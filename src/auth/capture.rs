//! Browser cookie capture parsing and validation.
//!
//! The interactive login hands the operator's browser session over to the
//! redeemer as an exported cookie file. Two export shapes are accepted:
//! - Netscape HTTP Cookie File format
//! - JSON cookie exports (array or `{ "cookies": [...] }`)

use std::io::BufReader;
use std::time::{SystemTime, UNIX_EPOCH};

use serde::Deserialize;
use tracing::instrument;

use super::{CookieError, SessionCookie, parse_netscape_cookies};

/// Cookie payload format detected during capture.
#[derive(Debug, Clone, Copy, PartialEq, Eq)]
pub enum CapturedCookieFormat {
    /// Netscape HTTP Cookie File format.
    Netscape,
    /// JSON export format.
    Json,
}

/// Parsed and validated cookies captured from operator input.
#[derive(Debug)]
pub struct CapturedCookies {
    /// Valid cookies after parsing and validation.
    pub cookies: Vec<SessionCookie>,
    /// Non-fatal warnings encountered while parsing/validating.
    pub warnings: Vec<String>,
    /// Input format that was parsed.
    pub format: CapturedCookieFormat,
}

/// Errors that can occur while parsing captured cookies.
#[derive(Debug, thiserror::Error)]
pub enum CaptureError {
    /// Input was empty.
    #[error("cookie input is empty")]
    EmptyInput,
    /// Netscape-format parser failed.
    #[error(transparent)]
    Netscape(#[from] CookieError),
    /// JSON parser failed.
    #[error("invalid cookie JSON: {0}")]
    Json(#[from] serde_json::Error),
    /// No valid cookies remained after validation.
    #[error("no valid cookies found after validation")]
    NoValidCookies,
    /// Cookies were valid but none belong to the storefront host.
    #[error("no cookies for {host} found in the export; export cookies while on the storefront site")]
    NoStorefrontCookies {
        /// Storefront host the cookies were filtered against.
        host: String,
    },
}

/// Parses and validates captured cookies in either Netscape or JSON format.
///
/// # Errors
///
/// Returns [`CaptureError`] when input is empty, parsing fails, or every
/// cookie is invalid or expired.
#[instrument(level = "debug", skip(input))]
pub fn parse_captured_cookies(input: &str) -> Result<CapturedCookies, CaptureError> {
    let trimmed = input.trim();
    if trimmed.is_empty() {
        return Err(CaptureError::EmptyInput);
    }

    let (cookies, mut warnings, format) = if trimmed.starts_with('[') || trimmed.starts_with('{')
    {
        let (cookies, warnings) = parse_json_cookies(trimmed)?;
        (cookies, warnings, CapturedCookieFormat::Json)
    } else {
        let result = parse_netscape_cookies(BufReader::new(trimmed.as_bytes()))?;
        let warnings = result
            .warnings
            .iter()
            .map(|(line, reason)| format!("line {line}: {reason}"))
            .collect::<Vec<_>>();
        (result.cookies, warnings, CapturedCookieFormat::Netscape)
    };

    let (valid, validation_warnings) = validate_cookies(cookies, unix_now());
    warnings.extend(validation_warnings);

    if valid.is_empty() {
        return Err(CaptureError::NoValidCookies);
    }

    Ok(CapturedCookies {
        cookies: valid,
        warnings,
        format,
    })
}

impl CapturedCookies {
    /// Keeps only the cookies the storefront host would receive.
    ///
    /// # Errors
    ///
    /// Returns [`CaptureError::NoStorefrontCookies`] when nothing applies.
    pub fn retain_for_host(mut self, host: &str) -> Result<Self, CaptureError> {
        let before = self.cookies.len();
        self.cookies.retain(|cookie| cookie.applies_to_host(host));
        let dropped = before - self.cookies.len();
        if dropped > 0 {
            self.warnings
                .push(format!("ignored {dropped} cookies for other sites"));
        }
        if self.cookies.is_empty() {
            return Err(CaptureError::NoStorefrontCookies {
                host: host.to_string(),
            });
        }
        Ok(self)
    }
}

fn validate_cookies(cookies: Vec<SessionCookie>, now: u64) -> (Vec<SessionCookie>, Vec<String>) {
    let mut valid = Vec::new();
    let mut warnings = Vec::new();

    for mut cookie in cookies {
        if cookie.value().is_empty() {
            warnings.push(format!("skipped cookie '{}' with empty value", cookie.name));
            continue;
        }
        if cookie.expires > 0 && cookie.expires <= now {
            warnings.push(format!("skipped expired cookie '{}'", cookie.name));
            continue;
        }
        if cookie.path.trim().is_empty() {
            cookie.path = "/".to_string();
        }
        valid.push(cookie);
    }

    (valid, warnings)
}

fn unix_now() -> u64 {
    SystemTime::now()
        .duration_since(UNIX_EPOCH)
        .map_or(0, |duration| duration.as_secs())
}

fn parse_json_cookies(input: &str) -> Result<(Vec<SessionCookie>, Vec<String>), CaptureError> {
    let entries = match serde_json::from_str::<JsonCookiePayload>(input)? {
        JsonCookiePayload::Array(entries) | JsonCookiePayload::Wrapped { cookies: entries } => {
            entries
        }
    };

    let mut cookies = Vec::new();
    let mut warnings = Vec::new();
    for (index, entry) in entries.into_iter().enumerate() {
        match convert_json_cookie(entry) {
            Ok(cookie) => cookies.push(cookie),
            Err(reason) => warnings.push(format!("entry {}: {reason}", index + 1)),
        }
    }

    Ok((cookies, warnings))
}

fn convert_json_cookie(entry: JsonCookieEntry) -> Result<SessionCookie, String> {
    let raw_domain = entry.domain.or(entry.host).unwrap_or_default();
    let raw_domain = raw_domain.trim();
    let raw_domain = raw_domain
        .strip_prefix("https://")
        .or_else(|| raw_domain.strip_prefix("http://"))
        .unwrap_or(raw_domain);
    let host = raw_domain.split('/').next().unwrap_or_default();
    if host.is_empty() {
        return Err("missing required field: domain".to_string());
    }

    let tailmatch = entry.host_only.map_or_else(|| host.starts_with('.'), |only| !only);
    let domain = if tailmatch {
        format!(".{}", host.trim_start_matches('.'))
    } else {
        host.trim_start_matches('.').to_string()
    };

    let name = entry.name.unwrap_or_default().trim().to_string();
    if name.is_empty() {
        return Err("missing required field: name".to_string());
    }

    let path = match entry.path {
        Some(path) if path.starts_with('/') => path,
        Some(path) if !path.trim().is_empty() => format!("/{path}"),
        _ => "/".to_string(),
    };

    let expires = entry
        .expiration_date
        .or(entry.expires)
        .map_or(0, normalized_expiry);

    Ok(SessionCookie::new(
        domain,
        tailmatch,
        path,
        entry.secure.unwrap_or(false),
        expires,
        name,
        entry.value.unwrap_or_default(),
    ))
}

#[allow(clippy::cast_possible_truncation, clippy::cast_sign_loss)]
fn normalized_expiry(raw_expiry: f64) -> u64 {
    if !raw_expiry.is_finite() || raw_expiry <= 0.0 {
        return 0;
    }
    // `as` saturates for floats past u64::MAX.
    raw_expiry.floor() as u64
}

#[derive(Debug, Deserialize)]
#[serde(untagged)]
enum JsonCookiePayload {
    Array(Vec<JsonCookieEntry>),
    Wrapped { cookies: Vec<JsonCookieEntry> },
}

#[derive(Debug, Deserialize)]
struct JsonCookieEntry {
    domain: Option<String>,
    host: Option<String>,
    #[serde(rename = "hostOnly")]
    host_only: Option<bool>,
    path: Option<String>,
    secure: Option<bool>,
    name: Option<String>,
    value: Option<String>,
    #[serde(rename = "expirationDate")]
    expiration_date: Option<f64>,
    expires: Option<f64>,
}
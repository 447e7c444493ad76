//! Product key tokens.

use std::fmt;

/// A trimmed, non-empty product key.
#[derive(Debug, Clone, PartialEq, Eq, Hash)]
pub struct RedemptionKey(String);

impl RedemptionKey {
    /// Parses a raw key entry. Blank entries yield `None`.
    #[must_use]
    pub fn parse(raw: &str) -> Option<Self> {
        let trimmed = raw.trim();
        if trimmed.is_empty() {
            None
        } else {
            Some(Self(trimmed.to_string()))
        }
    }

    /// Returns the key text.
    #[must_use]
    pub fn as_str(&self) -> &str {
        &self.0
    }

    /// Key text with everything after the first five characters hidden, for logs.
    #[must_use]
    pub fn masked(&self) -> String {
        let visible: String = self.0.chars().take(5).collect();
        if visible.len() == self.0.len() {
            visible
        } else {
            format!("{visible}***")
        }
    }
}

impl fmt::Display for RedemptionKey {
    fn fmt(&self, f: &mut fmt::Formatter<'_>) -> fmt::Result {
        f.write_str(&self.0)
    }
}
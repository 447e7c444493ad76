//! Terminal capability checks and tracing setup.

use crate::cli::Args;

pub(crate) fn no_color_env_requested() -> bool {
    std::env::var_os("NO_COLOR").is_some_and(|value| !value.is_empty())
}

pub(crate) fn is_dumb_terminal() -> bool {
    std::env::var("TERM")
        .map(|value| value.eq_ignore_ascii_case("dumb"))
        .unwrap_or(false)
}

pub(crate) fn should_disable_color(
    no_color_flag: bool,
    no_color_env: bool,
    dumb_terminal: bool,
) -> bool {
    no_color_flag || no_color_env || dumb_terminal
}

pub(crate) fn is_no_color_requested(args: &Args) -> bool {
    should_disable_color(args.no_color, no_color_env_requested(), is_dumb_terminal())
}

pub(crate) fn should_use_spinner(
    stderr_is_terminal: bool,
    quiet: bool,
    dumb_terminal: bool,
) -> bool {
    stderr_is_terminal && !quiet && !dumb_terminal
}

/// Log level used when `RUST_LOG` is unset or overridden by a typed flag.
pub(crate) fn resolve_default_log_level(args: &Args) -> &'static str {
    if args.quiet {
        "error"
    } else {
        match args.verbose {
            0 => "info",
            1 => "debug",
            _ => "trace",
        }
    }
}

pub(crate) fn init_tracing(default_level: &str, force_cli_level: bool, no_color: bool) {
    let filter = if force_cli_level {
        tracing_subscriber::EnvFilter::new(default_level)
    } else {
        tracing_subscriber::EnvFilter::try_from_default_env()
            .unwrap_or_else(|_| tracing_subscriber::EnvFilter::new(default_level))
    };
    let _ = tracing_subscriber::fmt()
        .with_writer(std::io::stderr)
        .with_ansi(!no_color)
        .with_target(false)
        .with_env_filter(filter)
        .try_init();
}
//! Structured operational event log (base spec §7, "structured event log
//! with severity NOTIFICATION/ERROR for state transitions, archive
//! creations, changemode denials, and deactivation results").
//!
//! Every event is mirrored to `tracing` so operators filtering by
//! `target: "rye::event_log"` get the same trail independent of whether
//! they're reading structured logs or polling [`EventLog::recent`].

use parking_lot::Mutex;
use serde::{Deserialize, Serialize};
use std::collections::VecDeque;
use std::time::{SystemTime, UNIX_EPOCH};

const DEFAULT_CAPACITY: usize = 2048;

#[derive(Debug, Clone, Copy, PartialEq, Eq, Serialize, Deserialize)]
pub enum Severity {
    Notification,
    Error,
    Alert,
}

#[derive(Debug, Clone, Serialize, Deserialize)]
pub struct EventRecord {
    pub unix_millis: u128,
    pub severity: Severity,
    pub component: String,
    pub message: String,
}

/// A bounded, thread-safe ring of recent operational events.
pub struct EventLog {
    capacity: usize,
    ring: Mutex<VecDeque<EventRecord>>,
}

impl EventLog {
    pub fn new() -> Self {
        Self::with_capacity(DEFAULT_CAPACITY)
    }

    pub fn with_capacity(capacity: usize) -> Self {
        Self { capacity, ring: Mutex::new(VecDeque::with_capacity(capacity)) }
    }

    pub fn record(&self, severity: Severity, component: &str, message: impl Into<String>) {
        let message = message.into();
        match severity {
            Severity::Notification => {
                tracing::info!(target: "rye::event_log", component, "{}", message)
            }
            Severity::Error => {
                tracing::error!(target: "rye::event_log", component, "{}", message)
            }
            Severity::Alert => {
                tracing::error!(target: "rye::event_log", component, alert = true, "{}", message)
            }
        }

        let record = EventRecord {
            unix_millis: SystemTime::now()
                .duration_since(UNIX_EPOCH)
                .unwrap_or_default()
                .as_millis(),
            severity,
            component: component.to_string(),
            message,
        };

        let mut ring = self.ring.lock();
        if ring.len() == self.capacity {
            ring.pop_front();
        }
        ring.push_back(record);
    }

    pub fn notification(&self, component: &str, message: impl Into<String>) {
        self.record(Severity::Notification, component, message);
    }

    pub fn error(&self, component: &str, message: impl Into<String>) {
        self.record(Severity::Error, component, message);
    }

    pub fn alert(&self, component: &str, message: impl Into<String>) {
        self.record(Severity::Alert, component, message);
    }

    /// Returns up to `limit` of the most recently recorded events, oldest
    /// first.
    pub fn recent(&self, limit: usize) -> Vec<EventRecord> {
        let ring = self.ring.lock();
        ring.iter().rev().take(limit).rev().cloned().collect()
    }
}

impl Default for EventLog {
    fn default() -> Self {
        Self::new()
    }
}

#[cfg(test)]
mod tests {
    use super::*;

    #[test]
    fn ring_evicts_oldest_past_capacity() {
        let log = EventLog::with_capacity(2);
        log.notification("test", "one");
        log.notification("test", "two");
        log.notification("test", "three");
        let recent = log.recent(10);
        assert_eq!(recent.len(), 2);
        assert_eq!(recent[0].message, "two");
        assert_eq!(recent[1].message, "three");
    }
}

*Directions*: Print, from the entries above, the line with "that was parsed.", the line with "were filtered against." and all lines between them, exactly and with nothing else.

*Written answer*:
    /// Input format that was parsed.
    pub format: CapturedCookieFormat,
}

/// Errors that can occur while parsing captured cookies.
#[derive(Debug, thiserror::Error)]
pub enum CaptureError {
    /// Input was empty.
    #[error("cookie input is empty")]
    EmptyInput,
    /// Netscape-format parser failed.
    #[error(transparent)]
    Netscape(#[from] CookieError),
    /// JSON parser failed.
    #[error("invalid cookie JSON: {0}")]
    Json(#[from] serde_json::Error),
    /// No valid cookies remained after validation.
    #[error("no valid cookies found after validation")]
    NoValidCookies,
    /// Cookies were valid but none belong to the storefront host.
    #[error("no cookies for {host} found in the export; export cookies while on the storefront site")]
    NoStorefrontCookies {
        /// Storefront host the cookies were filtered against.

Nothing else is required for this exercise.